NAD deficiency plays essential roles in the hyperuricemia of stroke-prone spontaneously hypertensive rat via xanthine dehydrogenase to xanthine oxidase conversion.

Inhibition of xanthine oxidoreductase (XOR) was shown to ameliorate the stroke susceptibility in the stroke-prone spontaneously hypertensive rat (SHRSP), suggesting hyperuricemia had a pathological role in this rat model. In this study, we thus aimed to explore mechanisms inducing hyperuricemia in SHRSP. XOR is known to have two forms, xanthine dehydrogenase (XDH) as the prototype and xanthine oxidase (XO) as the converted form through cleavage of a peptide bond or through formation of disulfide bonds in the enzyme. XO was shown to have a greater activity to produce UA and oxidative stress. We thus hypothesized that the excess conversion to XO caused the higher UA level in SHRSP. Male SHRSP at 10 weeks of age showed a higher serum level of UA and a higher activity of XO than those in Wistar-Kyoto rat.
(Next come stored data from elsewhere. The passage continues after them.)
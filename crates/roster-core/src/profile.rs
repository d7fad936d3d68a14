//! Profile types: the single entity of the directory.
//!
//! A profile is created once (the store assigns `id` and `created_at`) and is
//! afterwards mutated only through a full-row update of its three mutable
//! columns. Nothing here ever deletes a profile.

use std::fmt;

use chrono::{DateTime, Utc};
use serde::{Deserialize, Serialize};

// ─── Identity ────────────────────────────────────────────────────────────────

/// Store-assigned, strictly positive row identifier. Never reused.
#[derive(
  Debug, Clone, Copy, PartialEq, Eq, PartialOrd, Ord, Hash, Serialize, Deserialize,
)]
#[serde(transparent)]
pub struct ProfileId(i64);

impl ProfileId {
  /// Wrap a raw id. Returns `None` unless `raw` is positive.
  pub fn new(raw: i64) -> Option<Self> { (raw > 0).then_some(Self(raw)) }

  pub fn get(self) -> i64 { self.0 }
}

impl fmt::Display for ProfileId {
  fn fmt(&self, f: &mut fmt::Formatter<'_>) -> fmt::Result { self.0.fmt(f) }
}

// ─── Profile ─────────────────────────────────────────────────────────────────

/// A persisted profile row.
#[derive(Debug, Clone, PartialEq, Eq, Serialize, Deserialize)]
pub struct Profile {
  pub id:         ProfileId,
  pub username:   String,
  pub email:      String,
  pub bio:        Option<String>,
  /// Server-assigned timestamp; never changes after creation.
  pub created_at: DateTime<Utc>,
}

// ─── Inputs ──────────────────────────────────────────────────────────────────

/// A request body for create or update exactly as it arrived on the wire.
///
/// Every field is optional here; which ones are required is decided by
/// [`crate::validate`].
#[derive(Debug, Clone, Default, PartialEq, Eq, Serialize, Deserialize)]
pub struct ProfileInput {
  #[serde(default, skip_serializing_if = "Option::is_none")]
  pub username: Option<String>,
  #[serde(default, skip_serializing_if = "Option::is_none")]
  pub email:    Option<String>,
  #[serde(default, skip_serializing_if = "Option::is_none")]
  pub bio:      Option<String>,
}

/// Input to [`crate::store::ProfileStore::create_profile`].
/// `id` and `created_at` are always set by the store.
#[derive(Debug, Clone, PartialEq, Eq)]
pub struct NewProfile {
  pub username: String,
  pub email:    String,
  pub bio:      Option<String>,
}

/// The complete set of mutable columns written by
/// [`crate::store::ProfileStore::update_profile`].
///
/// The store overwrites all three unconditionally, so callers holding a
/// sparse [`ProfilePatch`] must merge it with the current row first.
#[derive(Debug, Clone, PartialEq, Eq)]
pub struct ProfileChanges {
  pub username: String,
  pub email:    String,
  pub bio:      Option<String>,
}

/// A validated, sparse update: `None` means "leave as is".
#[derive(Debug, Clone, Default, PartialEq, Eq)]
pub struct ProfilePatch {
  pub username: Option<String>,
  pub email:    Option<String>,
  /// `Some(None)` clears the bio; `None` leaves it untouched.
  pub bio:      Option<Option<String>>,
}

impl ProfilePatch {
  pub fn is_empty(&self) -> bool {
    self.username.is_none() && self.email.is_none() && self.bio.is_none()
  }

  /// Merge this patch onto `current`, producing the full update tuple.
  pub fn apply_to(self, current: &Profile) -> ProfileChanges {
    ProfileChanges {
      username: self.username.unwrap_or_else(|| current.username.clone()),
      email:    self.email.unwrap_or_else(|| current.email.clone()),
      bio:      self.bio.unwrap_or_else(|| current.bio.clone()),
    }
  }
}

#[cfg(test)]
mod tests {
  use chrono::TimeZone;

  use super::*;

  fn alice() -> Profile {
    Profile {
      id:         ProfileId::new(7).unwrap(),
      username:   "alice123".into(),
      email:      "a@x.com".into(),
      bio:        Some("original".into()),
      created_at: Utc.with_ymd_and_hms(2025, 1, 15, 10, 30, 0).unwrap(),
    }
  }

  #[test]
  fn profile_id_rejects_non_positive() {
    assert!(ProfileId::new(0).is_none());
    assert!(ProfileId::new(-4).is_none());
    assert_eq!(ProfileId::new(12).map(ProfileId::get), Some(12));
  }

  #[test]
  fn empty_patch_keeps_every_field() {
    let current = alice();
    let changes = ProfilePatch::default().apply_to(&current);
    assert_eq!(changes.username, current.username);
    assert_eq!(changes.email, current.email);
    assert_eq!(changes.bio, current.bio);
  }

  #[test]
  fn patch_overrides_only_supplied_fields() {
    let current = alice();
    let patch = ProfilePatch {
      bio: Some(Some("hi".into())),
      ..Default::default()
    };
    let changes = patch.apply_to(&current);
    assert_eq!(changes.username, "alice123");
    assert_eq!(changes.email, "a@x.com");
    assert_eq!(changes.bio.as_deref(), Some("hi"));
  }

  #[test]
  fn patch_can_clear_bio() {
    let patch = ProfilePatch { bio: Some(None), ..Default::default() };
    assert!(!patch.is_empty());
    assert_eq!(patch.apply_to(&alice()).bio, None);
  }

  #[test]
  fn profile_serialises_id_as_number() {
    let json = serde_json::to_value(alice()).unwrap();
    assert_eq!(json["id"], 7);
    assert_eq!(json["username"], "alice123");
  }
}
As the protein level of the total XOR did not differ between the two strains, the conversion to XO seemed responsible for the high UA level in SHRSP. Meanwhile, NAD level in SHRSP was lower than that in WKY, suggesting that low NAD promoted the conversion to XO in this strain. ß-nicotinamide mononucleotide (NMN) supplementation for 2 weeks increased NAD level and reduced the serum UA level as well as the XO activity in SHRSP. These observations supported that a low NAD accelerated the conversion of XDH to XO in SHRSP, which resulted in high UA. The current study suggested the potential significance of NMN supplementation in the treatment of hyperuricemia in humans.